Records from a collection:
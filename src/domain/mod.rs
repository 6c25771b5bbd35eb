//! Domain layer: canonical catalog entities, identity derivation, sync run
//! types, error taxonomy, and the repository traits the application layer is
//! wired against.

pub mod catalog;
pub mod errors;
pub mod repositories;
pub mod slug;
pub mod sync;

pub use catalog::{
    CategoryFields, CategoryUpsert, ProductRow, ProductUpsert, VariantRecord, VariantRow,
    VariantUpsert,
};
pub use errors::{SkipReason, StoreError, SyncError};
pub use repositories::{CatalogRepository, CheckpointRepository};
pub use sync::{FetchOutcome, ReconcileSummary, SkipCounts, SyncPhase, SyncReport};
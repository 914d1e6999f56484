//! Lower-median estimator
//!
//! Single-sample ultrasonic glitches (cross-talk, multi-path echoes) are
//! rejected with a median rather than a mean. The lower median - index
//! `(n - 1) >> 1` of the sorted values - needs no interpolation, so the
//! result is always a value that was actually observed.

/// Lower median of the given values
///
/// Sorts the slice in place. Returns `None` for an empty slice.
pub fn lower_median(values: &mut [u32]) -> Option<u32> {
    if values.is_empty() {
        return None;
    }
    values.sort_unstable();
    Some(values[(values.len() - 1) >> 1])
}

__Exercise prompt__.
Output the line containing "an empty slice." and all lines after it to the end of the records, exactly as given.

__Expected output__.
/// Sorts the slice in place. Returns `None` for an empty slice.
pub fn lower_median(values: &mut [u32]) -> Option<u32> {
    if values.is_empty() {
        return None;
    }
    values.sort_unstable();
    Some(values[(values.len() - 1) >> 1])
}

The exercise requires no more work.